* [What is needed]
Using the data below, return all lines in which "ContentSlot" appears.

* [Task inputs]
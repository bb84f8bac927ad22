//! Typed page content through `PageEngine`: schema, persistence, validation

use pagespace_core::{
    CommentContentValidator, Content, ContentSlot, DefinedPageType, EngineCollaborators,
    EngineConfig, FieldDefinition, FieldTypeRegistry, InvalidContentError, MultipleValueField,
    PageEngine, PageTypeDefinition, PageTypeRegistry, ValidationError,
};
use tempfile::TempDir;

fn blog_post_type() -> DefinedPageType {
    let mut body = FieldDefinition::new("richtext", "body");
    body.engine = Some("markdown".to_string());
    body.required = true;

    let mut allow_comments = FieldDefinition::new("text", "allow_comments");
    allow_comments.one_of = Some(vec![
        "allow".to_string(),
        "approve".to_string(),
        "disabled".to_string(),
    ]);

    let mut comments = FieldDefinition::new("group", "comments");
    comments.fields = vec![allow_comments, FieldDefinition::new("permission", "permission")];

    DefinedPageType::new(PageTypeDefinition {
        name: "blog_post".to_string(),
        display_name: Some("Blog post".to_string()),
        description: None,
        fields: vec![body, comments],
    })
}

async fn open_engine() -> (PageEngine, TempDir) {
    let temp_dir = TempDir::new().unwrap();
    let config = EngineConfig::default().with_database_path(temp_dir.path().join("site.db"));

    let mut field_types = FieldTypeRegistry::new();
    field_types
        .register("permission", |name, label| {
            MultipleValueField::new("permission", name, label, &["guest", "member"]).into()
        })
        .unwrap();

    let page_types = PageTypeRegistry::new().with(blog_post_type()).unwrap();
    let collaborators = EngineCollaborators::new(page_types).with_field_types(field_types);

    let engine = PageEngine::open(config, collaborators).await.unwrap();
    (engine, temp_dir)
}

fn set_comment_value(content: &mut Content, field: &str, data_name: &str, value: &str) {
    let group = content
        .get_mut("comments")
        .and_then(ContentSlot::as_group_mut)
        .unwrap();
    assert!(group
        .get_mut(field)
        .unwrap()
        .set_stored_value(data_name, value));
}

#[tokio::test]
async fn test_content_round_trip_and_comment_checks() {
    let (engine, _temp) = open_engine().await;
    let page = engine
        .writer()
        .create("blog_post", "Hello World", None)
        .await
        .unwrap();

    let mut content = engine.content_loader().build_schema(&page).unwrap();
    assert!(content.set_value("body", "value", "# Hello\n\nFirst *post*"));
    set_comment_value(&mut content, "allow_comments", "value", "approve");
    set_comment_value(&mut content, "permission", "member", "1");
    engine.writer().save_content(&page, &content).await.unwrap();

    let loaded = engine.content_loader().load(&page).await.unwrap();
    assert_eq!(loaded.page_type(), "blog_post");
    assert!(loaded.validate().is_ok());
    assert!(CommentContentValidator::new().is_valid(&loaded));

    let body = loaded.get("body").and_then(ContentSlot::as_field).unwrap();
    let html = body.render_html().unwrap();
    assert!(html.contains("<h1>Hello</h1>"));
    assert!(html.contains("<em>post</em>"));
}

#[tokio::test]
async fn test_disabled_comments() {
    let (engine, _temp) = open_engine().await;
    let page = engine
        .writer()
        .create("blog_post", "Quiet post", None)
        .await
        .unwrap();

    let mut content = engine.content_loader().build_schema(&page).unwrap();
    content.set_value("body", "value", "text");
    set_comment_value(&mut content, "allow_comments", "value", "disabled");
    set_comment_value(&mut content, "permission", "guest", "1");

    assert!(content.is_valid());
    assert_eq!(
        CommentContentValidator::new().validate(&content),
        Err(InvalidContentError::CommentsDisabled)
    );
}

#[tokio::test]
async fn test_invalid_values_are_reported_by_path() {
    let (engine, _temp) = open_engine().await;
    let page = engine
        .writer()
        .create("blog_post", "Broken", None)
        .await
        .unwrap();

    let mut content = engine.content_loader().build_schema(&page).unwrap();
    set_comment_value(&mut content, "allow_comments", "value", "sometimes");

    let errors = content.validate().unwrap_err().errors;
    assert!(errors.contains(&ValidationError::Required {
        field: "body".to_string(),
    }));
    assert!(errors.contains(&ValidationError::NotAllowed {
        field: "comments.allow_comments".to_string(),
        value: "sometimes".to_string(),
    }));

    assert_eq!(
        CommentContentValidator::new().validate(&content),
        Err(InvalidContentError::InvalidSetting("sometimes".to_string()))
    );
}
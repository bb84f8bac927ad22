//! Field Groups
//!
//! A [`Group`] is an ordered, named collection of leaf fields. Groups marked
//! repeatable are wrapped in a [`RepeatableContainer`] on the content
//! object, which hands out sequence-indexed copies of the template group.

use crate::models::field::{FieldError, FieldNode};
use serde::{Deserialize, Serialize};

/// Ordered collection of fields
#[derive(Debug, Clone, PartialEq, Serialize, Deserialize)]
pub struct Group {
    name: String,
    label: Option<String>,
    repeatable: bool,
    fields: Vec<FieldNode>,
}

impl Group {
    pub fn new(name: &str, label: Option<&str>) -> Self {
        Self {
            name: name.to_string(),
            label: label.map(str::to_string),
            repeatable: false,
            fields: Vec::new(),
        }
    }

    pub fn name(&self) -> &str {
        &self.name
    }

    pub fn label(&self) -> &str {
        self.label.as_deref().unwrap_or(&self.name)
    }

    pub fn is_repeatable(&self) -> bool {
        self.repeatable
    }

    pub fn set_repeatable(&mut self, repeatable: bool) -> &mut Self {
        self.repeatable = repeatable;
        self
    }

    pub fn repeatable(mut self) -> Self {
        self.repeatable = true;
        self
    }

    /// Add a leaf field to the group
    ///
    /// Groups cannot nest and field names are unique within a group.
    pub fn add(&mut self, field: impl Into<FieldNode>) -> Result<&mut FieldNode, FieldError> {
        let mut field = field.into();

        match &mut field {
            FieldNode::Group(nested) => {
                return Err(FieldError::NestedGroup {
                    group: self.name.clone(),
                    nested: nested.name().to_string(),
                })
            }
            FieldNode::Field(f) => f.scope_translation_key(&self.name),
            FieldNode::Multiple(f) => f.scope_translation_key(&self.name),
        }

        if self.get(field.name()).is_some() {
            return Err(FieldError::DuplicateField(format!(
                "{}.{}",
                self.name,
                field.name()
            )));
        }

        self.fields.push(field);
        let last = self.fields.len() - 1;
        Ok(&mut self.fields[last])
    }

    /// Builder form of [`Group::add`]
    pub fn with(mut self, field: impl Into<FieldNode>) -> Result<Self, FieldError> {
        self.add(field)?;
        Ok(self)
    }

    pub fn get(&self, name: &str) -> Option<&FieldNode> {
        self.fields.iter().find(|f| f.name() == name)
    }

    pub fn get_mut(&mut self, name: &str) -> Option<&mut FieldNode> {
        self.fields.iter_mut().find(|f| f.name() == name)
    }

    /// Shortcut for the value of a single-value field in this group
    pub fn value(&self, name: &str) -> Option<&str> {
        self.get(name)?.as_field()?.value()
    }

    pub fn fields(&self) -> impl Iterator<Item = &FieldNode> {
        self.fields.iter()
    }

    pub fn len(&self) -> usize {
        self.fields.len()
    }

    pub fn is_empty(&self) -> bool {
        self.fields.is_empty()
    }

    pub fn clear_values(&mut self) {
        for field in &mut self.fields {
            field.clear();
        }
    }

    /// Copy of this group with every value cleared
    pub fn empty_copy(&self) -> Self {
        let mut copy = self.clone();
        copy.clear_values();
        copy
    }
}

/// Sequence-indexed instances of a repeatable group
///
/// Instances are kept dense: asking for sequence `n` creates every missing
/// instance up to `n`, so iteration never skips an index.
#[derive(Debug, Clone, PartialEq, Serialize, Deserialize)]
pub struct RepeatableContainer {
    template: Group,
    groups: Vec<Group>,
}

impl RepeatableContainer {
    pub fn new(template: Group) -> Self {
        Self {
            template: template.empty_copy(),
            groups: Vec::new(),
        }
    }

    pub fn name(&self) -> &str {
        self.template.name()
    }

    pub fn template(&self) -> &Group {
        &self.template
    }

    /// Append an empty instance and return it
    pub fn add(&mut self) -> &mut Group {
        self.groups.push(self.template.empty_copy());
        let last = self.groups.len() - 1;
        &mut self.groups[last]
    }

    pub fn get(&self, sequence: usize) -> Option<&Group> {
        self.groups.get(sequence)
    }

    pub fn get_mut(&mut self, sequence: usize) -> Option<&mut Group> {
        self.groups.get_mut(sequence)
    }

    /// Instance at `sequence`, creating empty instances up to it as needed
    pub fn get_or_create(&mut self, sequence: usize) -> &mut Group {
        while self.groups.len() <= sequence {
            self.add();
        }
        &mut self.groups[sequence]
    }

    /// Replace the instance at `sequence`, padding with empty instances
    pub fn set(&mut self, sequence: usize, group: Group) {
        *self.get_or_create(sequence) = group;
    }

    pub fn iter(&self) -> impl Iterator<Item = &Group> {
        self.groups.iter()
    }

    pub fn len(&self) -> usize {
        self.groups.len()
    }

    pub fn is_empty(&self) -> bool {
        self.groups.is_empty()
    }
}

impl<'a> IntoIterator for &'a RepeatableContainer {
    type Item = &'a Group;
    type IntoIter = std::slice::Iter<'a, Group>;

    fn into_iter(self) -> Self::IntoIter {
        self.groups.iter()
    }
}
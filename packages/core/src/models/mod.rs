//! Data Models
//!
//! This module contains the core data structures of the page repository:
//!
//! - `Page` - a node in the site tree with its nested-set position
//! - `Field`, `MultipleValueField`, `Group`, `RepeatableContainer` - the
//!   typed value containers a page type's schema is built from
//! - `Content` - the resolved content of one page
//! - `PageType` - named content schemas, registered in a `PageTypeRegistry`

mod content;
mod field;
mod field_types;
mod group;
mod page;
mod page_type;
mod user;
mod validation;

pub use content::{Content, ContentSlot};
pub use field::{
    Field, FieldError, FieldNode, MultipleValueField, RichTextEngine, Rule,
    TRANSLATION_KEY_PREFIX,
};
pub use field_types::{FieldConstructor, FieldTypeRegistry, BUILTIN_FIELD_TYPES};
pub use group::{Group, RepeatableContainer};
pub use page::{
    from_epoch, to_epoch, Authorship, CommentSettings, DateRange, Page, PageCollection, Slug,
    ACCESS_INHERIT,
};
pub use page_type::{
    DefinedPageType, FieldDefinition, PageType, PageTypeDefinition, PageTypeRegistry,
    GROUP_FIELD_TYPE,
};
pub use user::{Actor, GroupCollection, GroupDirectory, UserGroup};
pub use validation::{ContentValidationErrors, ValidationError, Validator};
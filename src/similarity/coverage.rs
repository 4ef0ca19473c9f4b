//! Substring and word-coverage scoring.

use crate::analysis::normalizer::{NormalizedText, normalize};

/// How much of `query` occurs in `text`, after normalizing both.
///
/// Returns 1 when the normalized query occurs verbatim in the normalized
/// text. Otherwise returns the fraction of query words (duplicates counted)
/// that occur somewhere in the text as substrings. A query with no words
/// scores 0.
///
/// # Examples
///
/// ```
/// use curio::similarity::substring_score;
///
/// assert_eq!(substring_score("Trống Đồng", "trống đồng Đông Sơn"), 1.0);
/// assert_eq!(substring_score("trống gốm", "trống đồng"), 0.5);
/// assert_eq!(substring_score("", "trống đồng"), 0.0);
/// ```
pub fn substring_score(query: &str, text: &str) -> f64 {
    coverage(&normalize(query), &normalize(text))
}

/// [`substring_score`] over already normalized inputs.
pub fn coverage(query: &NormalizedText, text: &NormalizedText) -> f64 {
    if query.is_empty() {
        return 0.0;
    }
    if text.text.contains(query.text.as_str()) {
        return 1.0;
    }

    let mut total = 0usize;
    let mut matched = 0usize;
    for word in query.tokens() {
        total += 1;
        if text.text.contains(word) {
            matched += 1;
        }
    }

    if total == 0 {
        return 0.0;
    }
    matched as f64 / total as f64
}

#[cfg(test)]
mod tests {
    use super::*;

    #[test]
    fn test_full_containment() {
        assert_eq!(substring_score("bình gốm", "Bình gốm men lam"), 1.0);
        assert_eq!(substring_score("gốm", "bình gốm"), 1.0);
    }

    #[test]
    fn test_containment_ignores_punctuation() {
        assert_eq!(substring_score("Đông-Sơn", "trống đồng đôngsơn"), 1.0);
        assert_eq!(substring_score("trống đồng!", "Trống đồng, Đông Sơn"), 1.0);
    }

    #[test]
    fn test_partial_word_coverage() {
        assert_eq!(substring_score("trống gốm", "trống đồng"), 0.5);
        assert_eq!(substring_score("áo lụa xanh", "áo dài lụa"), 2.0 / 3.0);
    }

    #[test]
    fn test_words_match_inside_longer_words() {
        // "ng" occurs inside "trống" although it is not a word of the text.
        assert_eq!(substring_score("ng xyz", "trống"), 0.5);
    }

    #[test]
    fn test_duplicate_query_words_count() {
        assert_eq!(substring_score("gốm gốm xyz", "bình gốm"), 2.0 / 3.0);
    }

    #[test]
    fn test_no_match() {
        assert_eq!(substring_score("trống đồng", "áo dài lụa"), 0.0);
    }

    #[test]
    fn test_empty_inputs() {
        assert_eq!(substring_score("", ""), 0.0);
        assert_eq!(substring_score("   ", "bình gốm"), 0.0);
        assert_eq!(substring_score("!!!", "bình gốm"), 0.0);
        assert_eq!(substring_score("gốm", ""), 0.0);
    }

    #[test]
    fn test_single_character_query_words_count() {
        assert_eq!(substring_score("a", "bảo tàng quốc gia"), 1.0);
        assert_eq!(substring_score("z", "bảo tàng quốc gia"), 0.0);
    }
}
* * *
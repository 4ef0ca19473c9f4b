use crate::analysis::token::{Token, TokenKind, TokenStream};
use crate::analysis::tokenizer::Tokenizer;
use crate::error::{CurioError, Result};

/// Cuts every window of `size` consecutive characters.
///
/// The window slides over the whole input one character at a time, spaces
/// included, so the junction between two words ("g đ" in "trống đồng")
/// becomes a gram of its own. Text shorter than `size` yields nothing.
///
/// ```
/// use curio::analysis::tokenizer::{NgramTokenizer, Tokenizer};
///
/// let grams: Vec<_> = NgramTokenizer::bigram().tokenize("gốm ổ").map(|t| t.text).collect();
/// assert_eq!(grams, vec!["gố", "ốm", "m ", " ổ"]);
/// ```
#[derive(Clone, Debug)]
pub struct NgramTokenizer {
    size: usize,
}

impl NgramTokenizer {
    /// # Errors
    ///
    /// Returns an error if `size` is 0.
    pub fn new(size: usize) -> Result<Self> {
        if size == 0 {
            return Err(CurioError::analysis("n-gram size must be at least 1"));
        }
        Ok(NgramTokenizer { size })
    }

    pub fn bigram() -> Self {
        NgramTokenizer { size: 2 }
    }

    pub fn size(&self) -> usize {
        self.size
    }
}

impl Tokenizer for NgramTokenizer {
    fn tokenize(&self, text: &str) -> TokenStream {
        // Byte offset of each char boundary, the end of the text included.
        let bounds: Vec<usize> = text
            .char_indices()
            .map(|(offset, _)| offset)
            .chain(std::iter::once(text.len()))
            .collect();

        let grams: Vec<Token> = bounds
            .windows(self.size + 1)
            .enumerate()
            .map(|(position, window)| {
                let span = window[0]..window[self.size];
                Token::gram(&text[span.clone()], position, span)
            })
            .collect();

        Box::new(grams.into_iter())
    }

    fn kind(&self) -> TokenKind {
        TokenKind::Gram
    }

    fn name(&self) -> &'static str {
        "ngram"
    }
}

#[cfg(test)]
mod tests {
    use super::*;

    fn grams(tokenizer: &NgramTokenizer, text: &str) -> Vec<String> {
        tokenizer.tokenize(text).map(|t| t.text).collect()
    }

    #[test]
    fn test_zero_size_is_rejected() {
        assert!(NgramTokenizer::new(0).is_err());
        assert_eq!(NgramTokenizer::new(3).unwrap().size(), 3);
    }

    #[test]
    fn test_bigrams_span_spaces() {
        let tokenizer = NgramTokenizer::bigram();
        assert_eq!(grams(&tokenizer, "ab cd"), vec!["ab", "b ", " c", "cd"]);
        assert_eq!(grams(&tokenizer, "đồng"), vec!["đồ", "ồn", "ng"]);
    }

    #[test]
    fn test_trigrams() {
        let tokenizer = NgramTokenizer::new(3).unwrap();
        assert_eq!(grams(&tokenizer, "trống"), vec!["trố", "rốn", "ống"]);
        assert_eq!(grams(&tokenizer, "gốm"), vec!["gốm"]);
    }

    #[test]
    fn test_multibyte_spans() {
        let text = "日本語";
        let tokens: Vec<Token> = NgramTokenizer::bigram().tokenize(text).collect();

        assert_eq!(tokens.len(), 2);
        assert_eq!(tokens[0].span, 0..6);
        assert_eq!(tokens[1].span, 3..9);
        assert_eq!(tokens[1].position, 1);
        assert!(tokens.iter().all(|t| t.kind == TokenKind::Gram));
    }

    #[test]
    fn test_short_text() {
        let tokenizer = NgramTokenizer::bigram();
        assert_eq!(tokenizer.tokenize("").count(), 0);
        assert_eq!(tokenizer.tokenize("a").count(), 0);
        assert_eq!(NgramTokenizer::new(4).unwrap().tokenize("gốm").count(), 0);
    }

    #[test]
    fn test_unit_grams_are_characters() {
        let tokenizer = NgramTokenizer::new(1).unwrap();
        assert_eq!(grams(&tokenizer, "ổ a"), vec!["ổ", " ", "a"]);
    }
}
---
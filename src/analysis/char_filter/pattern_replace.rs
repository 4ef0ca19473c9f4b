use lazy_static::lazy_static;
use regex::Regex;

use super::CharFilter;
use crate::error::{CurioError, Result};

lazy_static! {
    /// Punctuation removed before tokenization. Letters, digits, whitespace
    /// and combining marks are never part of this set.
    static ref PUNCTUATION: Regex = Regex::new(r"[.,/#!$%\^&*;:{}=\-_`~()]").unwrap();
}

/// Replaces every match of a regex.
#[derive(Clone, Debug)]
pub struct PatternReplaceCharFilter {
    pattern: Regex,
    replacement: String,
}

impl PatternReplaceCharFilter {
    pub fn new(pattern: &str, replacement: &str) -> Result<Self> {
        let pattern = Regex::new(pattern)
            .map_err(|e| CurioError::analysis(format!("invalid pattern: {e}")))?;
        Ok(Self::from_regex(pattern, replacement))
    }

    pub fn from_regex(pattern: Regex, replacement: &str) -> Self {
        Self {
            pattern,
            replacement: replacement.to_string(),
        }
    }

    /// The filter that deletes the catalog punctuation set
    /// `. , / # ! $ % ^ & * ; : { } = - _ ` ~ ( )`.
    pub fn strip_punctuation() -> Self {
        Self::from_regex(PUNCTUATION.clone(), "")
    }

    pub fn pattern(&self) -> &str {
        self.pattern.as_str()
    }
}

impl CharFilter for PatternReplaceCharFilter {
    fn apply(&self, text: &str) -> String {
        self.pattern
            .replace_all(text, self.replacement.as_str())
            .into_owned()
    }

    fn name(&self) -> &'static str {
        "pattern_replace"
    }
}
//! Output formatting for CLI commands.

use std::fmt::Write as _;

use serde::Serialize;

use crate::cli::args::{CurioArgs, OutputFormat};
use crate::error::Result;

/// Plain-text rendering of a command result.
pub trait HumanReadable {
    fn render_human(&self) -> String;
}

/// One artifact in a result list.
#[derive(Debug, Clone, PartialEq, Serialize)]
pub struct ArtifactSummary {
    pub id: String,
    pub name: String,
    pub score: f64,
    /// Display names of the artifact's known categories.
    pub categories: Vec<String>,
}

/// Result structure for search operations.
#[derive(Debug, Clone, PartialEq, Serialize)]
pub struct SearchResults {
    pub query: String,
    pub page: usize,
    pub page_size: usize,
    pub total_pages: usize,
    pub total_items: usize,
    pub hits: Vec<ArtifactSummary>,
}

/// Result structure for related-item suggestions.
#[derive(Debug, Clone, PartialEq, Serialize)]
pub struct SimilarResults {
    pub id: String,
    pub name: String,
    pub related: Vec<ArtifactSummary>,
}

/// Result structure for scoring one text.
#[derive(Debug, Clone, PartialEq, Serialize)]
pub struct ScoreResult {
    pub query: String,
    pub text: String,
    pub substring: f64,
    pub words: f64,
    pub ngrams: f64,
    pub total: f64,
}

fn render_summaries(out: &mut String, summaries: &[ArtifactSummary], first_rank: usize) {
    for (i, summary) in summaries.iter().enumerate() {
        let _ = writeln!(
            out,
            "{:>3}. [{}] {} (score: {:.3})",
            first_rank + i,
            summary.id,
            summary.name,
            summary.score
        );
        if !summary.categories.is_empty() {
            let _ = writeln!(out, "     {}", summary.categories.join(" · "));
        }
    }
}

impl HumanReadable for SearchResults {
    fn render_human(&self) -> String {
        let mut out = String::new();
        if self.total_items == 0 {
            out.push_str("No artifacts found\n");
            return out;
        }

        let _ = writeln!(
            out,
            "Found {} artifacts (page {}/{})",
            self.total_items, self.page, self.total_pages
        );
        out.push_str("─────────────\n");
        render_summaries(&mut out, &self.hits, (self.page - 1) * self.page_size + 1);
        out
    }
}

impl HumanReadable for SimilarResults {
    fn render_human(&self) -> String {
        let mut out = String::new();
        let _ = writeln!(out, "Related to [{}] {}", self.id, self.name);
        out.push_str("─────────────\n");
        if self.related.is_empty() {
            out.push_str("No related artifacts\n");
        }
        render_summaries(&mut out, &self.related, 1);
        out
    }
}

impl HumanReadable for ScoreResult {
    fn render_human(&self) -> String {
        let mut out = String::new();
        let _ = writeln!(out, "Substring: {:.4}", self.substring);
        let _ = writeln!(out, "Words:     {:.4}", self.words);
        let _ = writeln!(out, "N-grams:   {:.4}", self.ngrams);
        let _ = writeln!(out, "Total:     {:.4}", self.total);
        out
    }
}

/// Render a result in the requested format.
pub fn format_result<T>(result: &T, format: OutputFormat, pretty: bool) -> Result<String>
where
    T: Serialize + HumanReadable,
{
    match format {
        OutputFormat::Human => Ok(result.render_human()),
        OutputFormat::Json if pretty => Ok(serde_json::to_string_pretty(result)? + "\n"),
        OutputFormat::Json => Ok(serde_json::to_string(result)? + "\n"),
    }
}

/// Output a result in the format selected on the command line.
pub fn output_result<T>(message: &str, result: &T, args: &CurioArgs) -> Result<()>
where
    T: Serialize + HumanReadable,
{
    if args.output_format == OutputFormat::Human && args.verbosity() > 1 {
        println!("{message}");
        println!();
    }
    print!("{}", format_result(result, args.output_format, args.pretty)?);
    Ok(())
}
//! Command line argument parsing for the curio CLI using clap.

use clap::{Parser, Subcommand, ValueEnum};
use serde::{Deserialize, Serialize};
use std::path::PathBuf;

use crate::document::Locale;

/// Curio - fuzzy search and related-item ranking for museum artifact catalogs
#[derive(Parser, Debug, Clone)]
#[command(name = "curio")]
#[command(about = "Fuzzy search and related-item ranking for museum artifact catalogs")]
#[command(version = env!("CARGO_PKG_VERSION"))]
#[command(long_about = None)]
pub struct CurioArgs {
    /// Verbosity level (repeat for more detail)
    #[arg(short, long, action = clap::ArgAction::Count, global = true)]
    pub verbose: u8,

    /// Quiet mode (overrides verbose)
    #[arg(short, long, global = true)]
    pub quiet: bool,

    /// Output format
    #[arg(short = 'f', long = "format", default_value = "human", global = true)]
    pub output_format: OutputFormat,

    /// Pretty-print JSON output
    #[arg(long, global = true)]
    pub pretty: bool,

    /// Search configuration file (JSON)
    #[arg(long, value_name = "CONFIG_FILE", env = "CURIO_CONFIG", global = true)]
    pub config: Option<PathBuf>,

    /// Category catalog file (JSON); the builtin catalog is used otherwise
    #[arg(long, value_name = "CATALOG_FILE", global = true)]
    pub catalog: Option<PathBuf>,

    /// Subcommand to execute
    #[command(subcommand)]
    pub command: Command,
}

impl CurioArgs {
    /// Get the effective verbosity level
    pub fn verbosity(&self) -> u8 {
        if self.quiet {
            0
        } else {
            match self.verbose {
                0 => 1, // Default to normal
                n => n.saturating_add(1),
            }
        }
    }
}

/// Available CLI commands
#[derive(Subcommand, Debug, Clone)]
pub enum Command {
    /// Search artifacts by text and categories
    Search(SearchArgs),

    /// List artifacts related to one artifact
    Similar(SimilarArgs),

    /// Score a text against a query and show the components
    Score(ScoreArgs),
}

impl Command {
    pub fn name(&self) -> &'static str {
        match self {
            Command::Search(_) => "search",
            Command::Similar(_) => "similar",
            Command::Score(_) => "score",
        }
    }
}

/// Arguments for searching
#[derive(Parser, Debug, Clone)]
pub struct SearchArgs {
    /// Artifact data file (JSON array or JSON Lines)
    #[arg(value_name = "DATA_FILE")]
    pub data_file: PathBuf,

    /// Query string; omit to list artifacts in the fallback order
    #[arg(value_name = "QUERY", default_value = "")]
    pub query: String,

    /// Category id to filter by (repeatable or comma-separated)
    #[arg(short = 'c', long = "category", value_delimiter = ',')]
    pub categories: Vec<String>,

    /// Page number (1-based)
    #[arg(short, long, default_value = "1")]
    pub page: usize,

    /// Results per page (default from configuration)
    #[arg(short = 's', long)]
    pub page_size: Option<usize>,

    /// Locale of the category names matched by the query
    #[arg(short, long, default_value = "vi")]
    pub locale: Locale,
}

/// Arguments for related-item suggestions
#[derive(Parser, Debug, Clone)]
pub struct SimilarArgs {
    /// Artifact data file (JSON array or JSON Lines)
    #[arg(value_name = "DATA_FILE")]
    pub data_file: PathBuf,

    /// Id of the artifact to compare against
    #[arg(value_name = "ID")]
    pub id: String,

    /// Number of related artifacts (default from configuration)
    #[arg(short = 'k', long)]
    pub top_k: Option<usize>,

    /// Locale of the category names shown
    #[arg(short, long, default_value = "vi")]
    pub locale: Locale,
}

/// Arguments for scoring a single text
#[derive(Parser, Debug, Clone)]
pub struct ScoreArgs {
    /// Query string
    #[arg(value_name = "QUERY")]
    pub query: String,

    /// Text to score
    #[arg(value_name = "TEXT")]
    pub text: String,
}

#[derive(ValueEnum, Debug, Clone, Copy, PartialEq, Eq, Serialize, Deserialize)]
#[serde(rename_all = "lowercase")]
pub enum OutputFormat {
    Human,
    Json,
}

* [Output for this exercise]
    CommentContentValidator, Content, ContentSlot, DefinedPageType, EngineCollaborators,
        .and_then(ContentSlot::as_group_mut)
    let body = loaded.get("body").and_then(ContentSlot::as_field).unwrap();
pub use content::{Content, ContentSlot};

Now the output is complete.